When it comes to testing the security posture of a target application, nothing is more indicative than supplying the application with random data and seeing it crash. The idea behind fuzzing is to automate the generation and feeding of data that will identify flaws in a target application.
By automating fault injection, a researcher can identify flaws in an automated fashion and focus his or her attention on assessing the risk associated with any vulnerabilities found. The automated fault injection is better known as fuzzing, and has been introduced in many Software Development Life Cycles (SDLC) to identify both easy to find flaws and security issues that might require a more targeted approach. This article will introduce the idea behind fuzzing and explain where this approach can be useful and also what the shortcomings are.
Software that does fuzzing usually falls under two categories. Dumb fuzzing usually consists of simple modifications to legitimate data, that is then fed to the target application. In this case, the fuzzer is very easy to write and the idea is to identify low hanging fruit. Such flaws are usually found on the surface of the application code and do not require other dependencies or perquisites before the vulnerability can be triggered. An example of a dumb fuzzer to tests a file format parser would be one that takes a valid file and replaces each 2 bytes with an 0xFFFF one test at a time. An example of such a fuzzer is FileFuzz by iDefense. Although not an elegant approach, dumb fuzzing can produce results, especially when a target application has not been previously tested.
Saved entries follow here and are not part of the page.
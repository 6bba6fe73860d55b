//! JSON output writer.

use std::fs::File;
use std::io::Write;
use std::path::Path;

use crate::core::models::Report;
use crate::error::Result;

/// Writes a report to a file as one pretty-printed JSON object.
///
/// # Format
/// ```json
/// {
///   "selection": "overall",
///   "basic": {"messages": 2, "words": 1, "media": 1, "links": 0},
///   "monthly_timeline": [{"year": 2023, "month_num": 1, ...}],
///   ...
/// }
/// ```
pub fn write_json(report: &Report, output_path: impl AsRef<Path>) -> Result<()> {
    let json = to_json(report)?;
    let mut file = File::create(output_path)?;
    file.write_all(json.as_bytes())?;
    file.write_all(b"\n")?;
    Ok(())
}

/// Converts a report to a pretty-printed JSON string.
///
/// Same format as `write_json`, but returns a String instead of writing to file.
pub fn to_json(report: &Report) -> Result<String> {
    Ok(serde_json::to_string_pretty(report)?)
}
//! The parsed chat and read-only views over it.
//!
//! A [`ChatFrame`] owns every record of one export in source order. Analysis
//! never works on the frame directly but on a [`FrameView`], a borrowed
//! subsequence produced by filtering. Views are cheap to create and never
//! modify the frame.

use std::fmt;
use std::str::FromStr;

use chrono::NaiveDate;
use serde::{Deserialize, Serialize};

use crate::MessageRecord;
use crate::parsing::{DateOrder, LineLayout};

/// Diagnostics collected while parsing an export.
#[derive(Debug, Clone, Default, PartialEq, Eq, Serialize)]
pub struct ParseSummary {
    /// Record headers found in the text.
    pub matched: usize,
    /// Records dropped because their timestamp did not resolve.
    pub skipped: usize,
    /// Invalid UTF-8 bytes dropped while decoding.
    pub dropped_bytes: usize,
    /// Detected line layout, `None` when the text had no record headers.
    pub layout: Option<LineLayout>,
    /// Date order used to resolve timestamps.
    pub date_order: Option<DateOrder>,
}

/// Every record of one chat export, in source order.
///
/// # Example
///
/// ```
/// use chatstat::parsers::WhatsAppParser;
///
/// let frame = WhatsAppParser::new().parse_str(
///     "1/1/23, 10:00 - Alice: hello\n1/1/23, 10:01 - Bob added Carol\n",
/// )?;
///
/// assert_eq!(frame.len(), 2);
/// assert_eq!(frame.view().senders(), vec!["Alice"]);
/// # Ok::<(), chatstat::ChatstatError>(())
/// ```
#[derive(Debug, Clone, Default, Serialize)]
pub struct ChatFrame {
    records: Vec<MessageRecord>,
    summary: ParseSummary,
}

impl ChatFrame {
    /// Creates a frame from already parsed records.
    pub fn new(records: Vec<MessageRecord>, summary: ParseSummary) -> Self {
        Self { records, summary }
    }

    /// Creates a frame without parse diagnostics.
    pub fn from_records(records: Vec<MessageRecord>) -> Self {
        let summary = ParseSummary {
            matched: records.len(),
            ..ParseSummary::default()
        };
        Self { records, summary }
    }

    /// Returns all records in source order.
    pub fn records(&self) -> &[MessageRecord] {
        &self.records
    }

    /// Returns the parse diagnostics.
    pub fn summary(&self) -> &ParseSummary {
        &self.summary
    }

    /// Returns the number of records.
    pub fn len(&self) -> usize {
        self.records.len()
    }

    /// Returns `true` if the frame has no records.
    pub fn is_empty(&self) -> bool {
        self.records.is_empty()
    }

    /// Returns a view over the whole frame.
    pub fn view(&self) -> FrameView<'_> {
        FrameView {
            records: self.records.iter().collect(),
        }
    }
}

/// A read-only, ordered subsequence of a [`ChatFrame`].
#[derive(Debug, Clone, Default)]
pub struct FrameView<'a> {
    records: Vec<&'a MessageRecord>,
}

impl<'a> FrameView<'a> {
    /// Returns the records of this view in source order.
    pub fn records(&self) -> &[&'a MessageRecord] {
        &self.records
    }

    /// Iterates over the records in source order.
    pub fn iter(&self) -> impl Iterator<Item = &'a MessageRecord> + '_ {
        self.records.iter().copied()
    }

    /// Returns the number of records.
    pub fn len(&self) -> usize {
        self.records.len()
    }

    /// Returns `true` if the view has no records.
    pub fn is_empty(&self) -> bool {
        self.records.is_empty()
    }

    /// Returns a new view holding the records that satisfy `predicate`.
    pub fn filter(&self, mut predicate: impl FnMut(&MessageRecord) -> bool) -> FrameView<'a> {
        FrameView {
            records: self
                .records
                .iter()
                .copied()
                .filter(|msg| predicate(msg))
                .collect(),
        }
    }

    /// Returns a new view restricted to `filter`.
    ///
    /// [`SenderFilter::Overall`] returns an identical view.
    pub fn for_sender(&self, filter: &SenderFilter) -> FrameView<'a> {
        match filter {
            SenderFilter::Overall => self.clone(),
            SenderFilter::Sender(_) => self.filter(|msg| filter.matches(msg)),
        }
    }

    /// Returns a new view with records whose date lies in `from..=to`.
    ///
    /// Missing bounds are open.
    pub fn between(&self, from: Option<NaiveDate>, to: Option<NaiveDate>) -> FrameView<'a> {
        self.filter(|msg| {
            from.is_none_or(|from| msg.only_date >= from) && to.is_none_or(|to| msg.only_date <= to)
        })
    }

    /// Returns the distinct senders, notifications excluded, sorted ascending.
    pub fn senders(&self) -> Vec<&'a str> {
        let mut senders: Vec<&'a str> = self.iter().filter_map(|msg| msg.sender()).collect();
        senders.sort_unstable();
        senders.dedup();
        senders
    }

    /// Returns the earliest and latest message date, `None` when empty.
    pub fn date_bounds(&self) -> Option<(NaiveDate, NaiveDate)> {
        let first = self.iter().map(|msg| msg.only_date).min()?;
        let last = self.iter().map(|msg| msg.only_date).max()?;
        Some((first, last))
    }
}

impl<'v, 'a> IntoIterator for &'v FrameView<'a> {
    type Item = &'a MessageRecord;
    type IntoIter = std::iter::Copied<std::slice::Iter<'v, &'a MessageRecord>>;

    fn into_iter(self) -> Self::IntoIter {
        self.records.iter().copied()
    }
}

/// Which sender the statistics are computed for.
///
/// # Example
///
/// ```
/// use chatstat::core::SenderFilter;
///
/// let overall: SenderFilter = "overall".parse().unwrap();
/// assert_eq!(overall, SenderFilter::Overall);
///
/// let alice: SenderFilter = "Alice".parse().unwrap();
/// assert_eq!(alice, SenderFilter::Sender("Alice".into()));
/// ```
#[derive(Debug, Clone, PartialEq, Eq, Hash, Default, Serialize, Deserialize)]
#[serde(into = "String", from = "String")]
pub enum SenderFilter {
    /// All records, notifications included
    #[default]
    Overall,
    /// Only messages from this exact sender name
    Sender(String),
}

impl SenderFilter {
    /// Returns `true` if `msg` passes the filter.
    pub fn matches(&self, msg: &MessageRecord) -> bool {
        match self {
            SenderFilter::Overall => true,
            SenderFilter::Sender(name) => msg.sender() == Some(name.as_str()),
        }
    }

    /// Returns `true` for [`SenderFilter::Overall`].
    pub fn is_overall(&self) -> bool {
        matches!(self, SenderFilter::Overall)
    }
}

impl FromStr for SenderFilter {
    type Err = std::convert::Infallible;

    fn from_str(s: &str) -> Result<Self, Self::Err> {
        if s.eq_ignore_ascii_case("overall") {
            Ok(SenderFilter::Overall)
        } else {
            Ok(SenderFilter::Sender(s.to_string()))
        }
    }
}

impl From<&str> for SenderFilter {
    fn from(s: &str) -> Self {
        match s.parse() {
            Ok(filter) => filter,
            Err(never) => match never {},
        }
    }
}

impl From<String> for SenderFilter {
    fn from(s: String) -> Self {
        if s.eq_ignore_ascii_case("overall") {
            SenderFilter::Overall
        } else {
            SenderFilter::Sender(s)
        }
    }
}

impl From<SenderFilter> for String {
    fn from(filter: SenderFilter) -> Self {
        filter.to_string()
    }
}

impl fmt::Display for SenderFilter {
    fn fmt(&self, f: &mut fmt::Formatter<'_>) -> fmt::Result {
        match self {
            SenderFilter::Overall => write!(f, "overall"),
            SenderFilter::Sender(name) => write!(f, "{name}"),
        }
    }
}
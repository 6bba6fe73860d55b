//! Unified error types for chatstat.
//!
//! This module provides a single [`ChatstatError`] enum that covers all error
//! cases in the library.
//!
//! # Recovery
//!
//! Most problems in a chat export are recovered rather than reported:
//! - invalid UTF-8 bytes are dropped during decoding
//! - records whose timestamp cannot be resolved are skipped
//! - filters that select nothing yield zero-valued statistics
//!
//! What remains are errors the caller has to act on: unreadable files,
//! malformed lexicon resources, bad filter dates and output failures.

use std::io;

use thiserror::Error;

/// A specialized [`Result`] type for chatstat operations.
///
/// # Example
///
/// ```rust
/// use chatstat::error::Result;
/// use chatstat::core::BasicStats;
///
/// fn my_function() -> Result<BasicStats> {
///     Ok(BasicStats::default())
/// }
/// ```
pub type Result<T> = std::result::Result<T, ChatstatError>;

/// The error type for all chatstat operations.
#[derive(Debug, Error)]
#[non_exhaustive]
pub enum ChatstatError {
    /// An I/O error occurred.
    ///
    /// This typically happens when:
    /// - The input file or a lexicon file doesn't exist
    /// - Permission denied
    /// - Disk is full (when writing output)
    #[error("IO error: {0}")]
    Io(#[from] io::Error),

    /// Failed to parse part of the input.
    ///
    /// Raised by the timestamp resolver; the export parser recovers from it
    /// by skipping the record.
    #[error("Failed to parse {context}: {source}")]
    Parse {
        /// What was being parsed (e.g., "timestamp")
        context: &'static str,
        /// The underlying parse error
        #[source]
        source: ParseErrorKind,
    },

    /// Invalid date format in filter configuration.
    ///
    /// Date filters expect YYYY-MM-DD format.
    #[error("Invalid date '{input}'. Expected format: {expected}")]
    InvalidDate {
        /// The invalid date string that was provided
        input: String,
        /// Expected format description
        expected: &'static str,
    },

    /// A lexicon resource (stop words, emotions, sentiment) is malformed.
    #[error("Invalid {resource} lexicon: {message}")]
    InvalidLexicon {
        /// Which resource failed to load
        resource: &'static str,
        /// Description of what's wrong
        message: String,
    },

    /// Unknown or unavailable output format.
    #[error("Invalid {format} format: {message}")]
    InvalidFormat {
        /// Which format was requested (e.g., "output")
        format: &'static str,
        /// Description of what's wrong
        message: String,
    },

    /// JSON parsing/serialization error.
    #[error("JSON error: {0}")]
    Json(#[from] serde_json::Error),

    /// CSV writing error.
    #[cfg(feature = "csv-output")]
    #[error("CSV error: {0}")]
    Csv(#[from] csv::Error),
}

/// Kinds of parse errors that can occur.
#[derive(Debug, Error)]
pub enum ParseErrorKind {
    /// No supported layout matched a timestamp
    #[error("unsupported timestamp '{0}'")]
    Timestamp(String),
}

// ============================================================================
// Convenience constructors
// ============================================================================

impl ChatstatError {
    /// Creates a timestamp parse error.
    pub fn timestamp(input: impl Into<String>) -> Self {
        ChatstatError::Parse {
            context: "timestamp",
            source: ParseErrorKind::Timestamp(input.into()),
        }
    }

    /// Creates an invalid date error.
    pub fn invalid_date(input: impl Into<String>) -> Self {
        ChatstatError::InvalidDate {
            input: input.into(),
            expected: "YYYY-MM-DD",
        }
    }

    /// Creates an invalid lexicon error.
    pub fn invalid_lexicon(resource: &'static str, message: impl Into<String>) -> Self {
        ChatstatError::InvalidLexicon {
            resource,
            message: message.into(),
        }
    }

    /// Creates an invalid format error.
    pub fn invalid_format(format: &'static str, message: impl Into<String>) -> Self {
        ChatstatError::InvalidFormat {
            format,
            message: message.into(),
        }
    }

    /// Returns `true` if this is an IO error.
    pub fn is_io(&self) -> bool {
        matches!(self, ChatstatError::Io(_))
    }

    /// Returns `true` if this is a parse error.
    pub fn is_parse(&self) -> bool {
        matches!(self, ChatstatError::Parse { .. })
    }

    /// Returns `true` if this is a date-related error.
    pub fn is_invalid_date(&self) -> bool {
        matches!(self, ChatstatError::InvalidDate { .. })
    }

    /// Returns `true` if this is a lexicon error.
    pub fn is_invalid_lexicon(&self) -> bool {
        matches!(self, ChatstatError::InvalidLexicon { .. })
    }
}
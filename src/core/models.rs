//! Result tables produced by the statistics.
//!
//! Every table is a list of plain row structs that serialize as JSON objects,
//! so a table renders naturally as one JSON array.

use chrono::NaiveDate;
use serde::Serialize;

use super::frame::{ParseSummary, SenderFilter};

/// Top-line counts for a selection of messages.
#[derive(Debug, Clone, Copy, Default, PartialEq, Eq, Serialize)]
pub struct BasicStats {
    /// Records in the selection, notifications included.
    pub messages: usize,
    /// Whitespace-separated tokens with at least one letter or digit.
    pub words: usize,
    /// Bodies that are exactly the media placeholder.
    pub media: usize,
    /// Well-formed URLs found in bodies.
    pub links: usize,
}

/// One row of the busiest-senders ranking.
#[derive(Debug, Clone, PartialEq, Serialize)]
pub struct SenderShare {
    pub name: String,
    pub messages: usize,
    /// Share of all sender messages in percent, rounded to 2 decimals.
    pub percent: f64,
}

/// Messages in one calendar month.
#[derive(Debug, Clone, PartialEq, Eq, Serialize)]
pub struct MonthlyCount {
    pub year: i32,
    pub month_num: u32,
    pub month: String,
    /// `"<month> - <year>"`, e.g. `"January - 2023"`.
    pub time: String,
    pub messages: usize,
}

/// Messages on one day.
#[derive(Debug, Clone, PartialEq, Eq, Serialize)]
pub struct DailyCount {
    pub only_date: NaiveDate,
    pub messages: usize,
}

/// Messages on one weekday.
#[derive(Debug, Clone, PartialEq, Eq, Serialize)]
pub struct WeekdayCount {
    pub day_name: String,
    pub messages: usize,
}

/// A word and how often it was used.
#[derive(Debug, Clone, PartialEq, Eq, Serialize)]
pub struct WordCount {
    pub word: String,
    pub count: usize,
}

/// An emoji and how often it was used.
#[derive(Debug, Clone, PartialEq, Eq, Serialize)]
pub struct EmojiCount {
    pub emoji: String,
    pub count: usize,
}

/// Emoji usage summed over one emotion bucket.
#[derive(Debug, Clone, PartialEq, Eq, Serialize)]
pub struct EmotionCount {
    pub emotion: String,
    pub count: usize,
}

/// Sentiment category of a message.
#[derive(Debug, Clone, Copy, PartialEq, Eq, Hash, Serialize)]
#[serde(rename_all = "lowercase")]
pub enum Sentiment {
    Positive,
    Neutral,
    Negative,
}

impl Sentiment {
    /// Categories in report order.
    pub fn all() -> &'static [Sentiment] {
        &[Sentiment::Positive, Sentiment::Neutral, Sentiment::Negative]
    }

    pub fn as_str(self) -> &'static str {
        match self {
            Sentiment::Positive => "positive",
            Sentiment::Neutral => "neutral",
            Sentiment::Negative => "negative",
        }
    }
}

/// Messages in one sentiment category.
#[derive(Debug, Clone, PartialEq, Eq, Serialize)]
pub struct SentimentCount {
    pub sentiment: Sentiment,
    pub messages: usize,
}

/// Every table for one selection, ready to render.
#[derive(Debug, Clone, Serialize)]
pub struct Report {
    /// Sender the tables were computed for.
    pub selection: SenderFilter,
    /// First and last date of the selection.
    #[serde(skip_serializing_if = "Option::is_none")]
    pub date_range: Option<(NaiveDate, NaiveDate)>,
    pub parse: ParseSummary,
    pub basic: BasicStats,
    /// Only present for the overall selection.
    #[serde(skip_serializing_if = "Option::is_none")]
    pub busiest_senders: Option<Vec<SenderShare>>,
    pub monthly_timeline: Vec<MonthlyCount>,
    pub daily_timeline: Vec<DailyCount>,
    pub weekday_activity: Vec<WeekdayCount>,
    pub word_frequency: Vec<WordCount>,
    pub emoji_frequency: Vec<EmojiCount>,
    pub emoji_emotions: Vec<EmotionCount>,
    pub sentiment: Vec<SentimentCount>,
}

impl Report {
    /// Attaches the diagnostics of the parse that produced the records.
    #[must_use]
    pub fn with_parse_summary(mut self, summary: ParseSummary) -> Self {
        self.parse = summary;
        self
    }
}
//! Statistics over a parsed chat.
//!
//! [`Analyzer`] holds everything the statistics need (URL extractor, stop
//! words, emotion lexicon, sentiment scorer) and computes each table from a
//! [`FrameView`] and a [`SenderFilter`]. None of the methods modify the view.
//!
//! # Example
//!
//! ```rust
//! use chatstat::core::SenderFilter;
//! use chatstat::parsers::WhatsAppParser;
//! use chatstat::stats::Analyzer;
//!
//! let frame = WhatsAppParser::new().parse_str(
//!     "1/1/23, 10:00 - Alice: hello 😀\n1/1/23, 10:01 - Bob: <Media omitted>\n",
//! )?;
//! let analyzer = Analyzer::new();
//! let stats = analyzer.basic_stats(&frame.view(), &SenderFilter::Overall);
//!
//! assert_eq!(stats.messages, 2);
//! assert_eq!(stats.words, 1);
//! assert_eq!(stats.media, 1);
//! assert_eq!(stats.links, 0);
//! # Ok::<(), chatstat::ChatstatError>(())
//! ```
//!
//! # Ordering
//!
//! Ranked tables sort by count, most first. Equal counts keep the order in
//! which their keys first appeared in the view.

mod activity;
mod emoji;
mod links;
mod sentiment;
mod words;

use std::hash::Hash;

use indexmap::IndexMap;

pub use emoji::extract_emojis;
pub use links::UrlExtractor;
pub use sentiment::{SentimentAnalyzer, SentimentScorer};
pub use words::count_words;

use crate::config::AnalyzerConfig;
use crate::core::{FrameView, Report, SenderFilter};
use crate::lexicon::{EmotionLexicon, LexiconSet, StopWords};

/// Computes statistics tables for a chat.
///
/// The analyzer has no interior mutability, so a single instance can be
/// shared between threads.
pub struct Analyzer {
    urls: UrlExtractor,
    stop_words: StopWords,
    emotions: EmotionLexicon,
    scorer: Box<dyn SentimentScorer>,
    config: AnalyzerConfig,
}

impl Analyzer {
    /// Creates an analyzer with the built-in lexicons and default settings.
    pub fn new() -> Self {
        Self::with_lexicons(LexiconSet::default())
    }

    /// Creates an analyzer from loaded lexicons.
    pub fn with_lexicons(lexicons: LexiconSet) -> Self {
        Self {
            urls: UrlExtractor::new(),
            stop_words: lexicons.stop_words,
            emotions: lexicons.emotions,
            scorer: Box::new(SentimentAnalyzer::new(lexicons.sentiment)),
            config: AnalyzerConfig::default(),
        }
    }

    /// Replaces the configuration.
    #[must_use]
    pub fn with_config(mut self, config: AnalyzerConfig) -> Self {
        self.config = config;
        self
    }

    /// Replaces the sentiment scorer.
    #[must_use]
    pub fn with_scorer(mut self, scorer: impl SentimentScorer + 'static) -> Self {
        self.scorer = Box::new(scorer);
        self
    }

    /// Returns the current configuration.
    pub fn config(&self) -> &AnalyzerConfig {
        &self.config
    }

    /// Computes every table for `filter`.
    ///
    /// The sender ranking is only included for [`SenderFilter::Overall`].
    /// The parse summary is left empty; attach it with
    /// [`Report::with_parse_summary`].
    pub fn report(&self, view: &FrameView<'_>, filter: &SenderFilter) -> Report {
        Report {
            selection: filter.clone(),
            date_range: view.for_sender(filter).date_bounds(),
            parse: Default::default(),
            basic: self.basic_stats(view, filter),
            busiest_senders: filter
                .is_overall()
                .then(|| self.busiest_senders(view, filter)),
            monthly_timeline: self.monthly_timeline(view, filter),
            daily_timeline: self.daily_timeline(view, filter),
            weekday_activity: self.weekday_activity(view, filter),
            word_frequency: self.word_frequency(view, filter),
            emoji_frequency: self.emoji_frequency(view, filter),
            emoji_emotions: self.emoji_emotion_summary(view, filter),
            sentiment: self.sentiment_summary(view, filter),
        }
    }
}

impl Default for Analyzer {
    fn default() -> Self {
        Self::new()
    }
}

/// Sorts counted keys by count, descending, keeping first-seen order for
/// equal counts.
fn ranked<K: Hash + Eq>(counts: IndexMap<K, usize>) -> Vec<(K, usize)> {
    let mut rows: Vec<(K, usize)> = counts.into_iter().collect();
    rows.sort_by(|a, b| b.1.cmp(&a.1));
    rows
}

#[cfg(test)]
mod tests {
    use chrono::{NaiveDate, NaiveDateTime};

    use super::*;
    use crate::MessageRecord;
    use crate::core::{BasicStats, ChatFrame, Sentiment};

    fn ts(y: i32, m: u32, d: u32) -> NaiveDateTime {
        NaiveDate::from_ymd_opt(y, m, d)
            .unwrap()
            .and_hms_opt(10, 0, 0)
            .unwrap()
    }

    fn msg(date: NaiveDateTime, sender: Option<&str>, body: &str) -> MessageRecord {
        MessageRecord::new(date, sender.map(str::to_string), body)
    }

    fn sample() -> ChatFrame {
        ChatFrame::from_records(vec![
            msg(ts(2023, 1, 1), None, "Alice created group \"Trip\""),
            msg(ts(2023, 1, 1), Some("Alice"), "hello 😀"),
            msg(ts(2023, 1, 2), Some("Bob"), "<Media omitted>"),
            msg(ts(2023, 2, 6), Some("Bob"), "pizza pizza tonight? 😂😂"),
            msg(ts(2023, 2, 6), Some("Carol"), "I hate pizza 😡"),
            msg(ts(2022, 12, 31), Some("Alice"), "check https://example.com now"),
        ])
    }

    #[test]
    fn test_ranked_keeps_first_seen_order_on_ties() {
        let mut counts = IndexMap::new();
        counts.insert("b", 1);
        counts.insert("a", 2);
        counts.insert("c", 1);
        assert_eq!(ranked(counts), vec![("a", 2), ("b", 1), ("c", 1)]);
    }

    #[test]
    fn test_basic_stats() {
        let frame = sample();
        let stats = Analyzer::new().basic_stats(&frame.view(), &SenderFilter::Overall);

        assert_eq!(stats.messages, 6);
        assert_eq!(stats.media, 1);
        assert_eq!(stats.links, 1);
        // 4 + 1 + 3 + 3 + 3
        assert_eq!(stats.words, 14);
    }

    #[test]
    fn test_basic_stats_for_sender() {
        let frame = sample();
        let bob = SenderFilter::from("Bob");
        let stats = Analyzer::new().basic_stats(&frame.view(), &bob);

        assert_eq!(stats.messages, 2);
        assert_eq!(stats.media, 1);
        assert_eq!(stats.words, 3);
    }

    #[test]
    fn test_busiest_senders() {
        let frame = sample();
        let rows = Analyzer::new().busiest_senders(&frame.view(), &SenderFilter::Overall);

        let names: Vec<&str> = rows.iter().map(|r| r.name.as_str()).collect();
        assert_eq!(names, vec!["Alice", "Bob", "Carol"]);
        assert!((rows[0].percent - 40.0).abs() < 1e-9);
        assert!((rows[2].percent - 20.0).abs() < 1e-9);
    }

    #[test]
    fn test_monthly_timeline_chronological() {
        let frame = sample();
        let rows = Analyzer::new().monthly_timeline(&frame.view(), &SenderFilter::Overall);

        let labels: Vec<&str> = rows.iter().map(|r| r.time.as_str()).collect();
        assert_eq!(labels, vec!["December - 2022", "January - 2023", "February - 2023"]);
        assert_eq!(rows[1].messages, 3);
    }

    #[test]
    fn test_daily_timeline() {
        let frame = sample();
        let rows = Analyzer::new().daily_timeline(&frame.view(), &SenderFilter::Overall);

        assert_eq!(rows.len(), 4);
        assert_eq!(rows[0].only_date, NaiveDate::from_ymd_opt(2022, 12, 31).unwrap());
        assert_eq!(rows[1].messages, 2);
    }

    #[test]
    fn test_weekday_activity() {
        let frame = sample();
        let rows = Analyzer::new().weekday_activity(&frame.view(), &SenderFilter::Overall);

        // Sunday 2023-01-01, Mondays 2023-01-02 and 2023-02-06, Saturday 2022-12-31
        let days: Vec<(&str, usize)> = rows
            .iter()
            .map(|r| (r.day_name.as_str(), r.messages))
            .collect();
        assert_eq!(days, vec![("Monday", 3), ("Sunday", 2), ("Saturday", 1)]);
    }

    #[test]
    fn test_word_frequency() {
        let frame = sample();
        let rows = Analyzer::new().word_frequency(&frame.view(), &SenderFilter::Overall);

        assert_eq!(rows[0].word, "pizza");
        assert_eq!(rows[0].count, 3);
        assert!(rows.iter().all(|r| r.word != "created" && r.word != "<media"));
    }

    #[test]
    fn test_word_frequency_top_n() {
        let frame = sample();
        let analyzer = Analyzer::new().with_config(AnalyzerConfig::new().with_top_words(2));
        assert_eq!(analyzer.word_frequency(&frame.view(), &SenderFilter::Overall).len(), 2);
    }

    #[test]
    fn test_word_cloud_text() {
        let frame = sample();
        let analyzer = Analyzer::new();
        let carol = SenderFilter::from("Carol");

        assert_eq!(analyzer.word_cloud_text(&frame.view(), &carol), "hate pizza 😡");
        assert_eq!(analyzer.word_cloud_text(&ChatFrame::default().view(), &carol), "");
    }

    #[test]
    fn test_emoji_tables() {
        let frame = sample();
        let analyzer = Analyzer::new();
        let view = frame.view();

        let emoji = analyzer.emoji_frequency(&view, &SenderFilter::Overall);
        assert_eq!(emoji[0].emoji, "😂");
        assert_eq!(emoji[0].count, 2);
        assert_eq!(emoji.len(), 3);

        let emotions = analyzer.emoji_emotion_summary(&view, &SenderFilter::Overall);
        let counts: Vec<(&str, usize)> = emotions
            .iter()
            .map(|e| (e.emotion.as_str(), e.count))
            .collect();
        assert_eq!(
            counts,
            vec![("happy", 3), ("sad", 0), ("angry", 1), ("annoyed", 0)]
        );
    }

    #[test]
    fn test_sentiment_summary_always_three_rows() {
        let analyzer = Analyzer::new();
        let rows = analyzer.sentiment_summary(&ChatFrame::default().view(), &SenderFilter::Overall);

        let order: Vec<Sentiment> = rows.iter().map(|r| r.sentiment).collect();
        assert_eq!(
            order,
            vec![Sentiment::Positive, Sentiment::Neutral, Sentiment::Negative]
        );
        assert!(rows.iter().all(|r| r.messages == 0));
    }

    #[test]
    fn test_custom_scorer() {
        struct AlwaysNegative;
        impl SentimentScorer for AlwaysNegative {
            fn compound(&self, _text: &str) -> f64 {
                -1.0
            }
        }

        let frame = sample();
        let analyzer = Analyzer::new().with_scorer(AlwaysNegative);
        let rows = analyzer.sentiment_summary(&frame.view(), &SenderFilter::Overall);
        assert_eq!(rows[2].messages, 6);
    }

    #[test]
    fn test_report_busiest_only_for_overall() {
        let frame = sample();
        let analyzer = Analyzer::new();
        let view = frame.view();

        let overall = analyzer.report(&view, &SenderFilter::Overall);
        assert!(overall.busiest_senders.is_some());
        assert_eq!(overall.basic.messages, 6);

        let alice = analyzer.report(&view, &SenderFilter::from("Alice"));
        assert!(alice.busiest_senders.is_none());
        assert_eq!(alice.basic.messages, 2);
        assert_eq!(
            alice.date_range,
            Some((
                NaiveDate::from_ymd_opt(2022, 12, 31).unwrap(),
                NaiveDate::from_ymd_opt(2023, 1, 1).unwrap()
            ))
        );
    }

    #[test]
    fn test_unknown_sender_yields_zeros() {
        let frame = sample();
        let report = Analyzer::new().report(&frame.view(), &SenderFilter::from("Zed"));

        assert_eq!(report.basic, BasicStats::default());
        assert!(report.monthly_timeline.is_empty());
        assert!(report.word_frequency.is_empty());
        assert_eq!(report.sentiment.len(), 3);
        assert_eq!(report.emoji_emotions.len(), 4);
    }

    #[test]
    fn test_analyzer_is_send_sync() {
        fn assert_send_sync<T: Send + Sync>() {}
        assert_send_sync::<Analyzer>();
    }
}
A security researcher will probably initially work with a dumb fuzzer because it is so easy to setup and to get a general idea of the target application. However many commercial applications are more robust and will not choke on data generated with a dumb fuzzer. In that case a security researcher might make use of a fuzzer that knows the protocol or format of the data. Some protocols require that the application (fuzzer) keeps a state, for example in the case of HTTP or SIP. Other protocols will make use of authentication or a valid CRC before any vulnerabilities are identified. If a target application makes use of a CRC, mutated data produced by a dumb fuzzer would never reach vulnerable code. Apart from providing much more code coverage, intelligent fuzzers tend to cut down the fuzzing time significantly since they avoid sending data that the target application will not understand. Intelligent fuzzers are therefore much more targeted and sometimes they need to be developed by the security researcher himself. Available fuzzing frameworks such as Sulley and Peach can make this task less of a challenge, and one may be able to setup a fully working fuzzer in a couple of minutes.
Fuzzing and your Security Testing approach
When compared to other software security testing methods, fuzzing provides a good starting point. By making use of fuzzing, a researcher can identify flaws in software that he or she does not have full access to and take a blackbox approach. Since test cases are automated, different lengths and variations of the same data can be produced in a very short time; something that be impossible to perform manually. However, unless the fuzzer fully understands the target application and especially in the case of complex code, a fuzzer may only scrape the surface when it comes to identifying vulnerabilities. Fuzzing will also not identify logic issues. For example, a backdoor in an authentication procedure will not be found using the fuzzing approach. Such vulnerabilities can only be found by careful understanding of the target application, with code reviews and reverse engineering techniques.
The place of fuzzing should probably along side regression testing in the SDLC, where before each major build the target application is tested against a set of mutated data. It is important to realize that fuzzing does not replace manual approach to security testing but rather complement it by providing time saving and unique advantages to vulnerability research.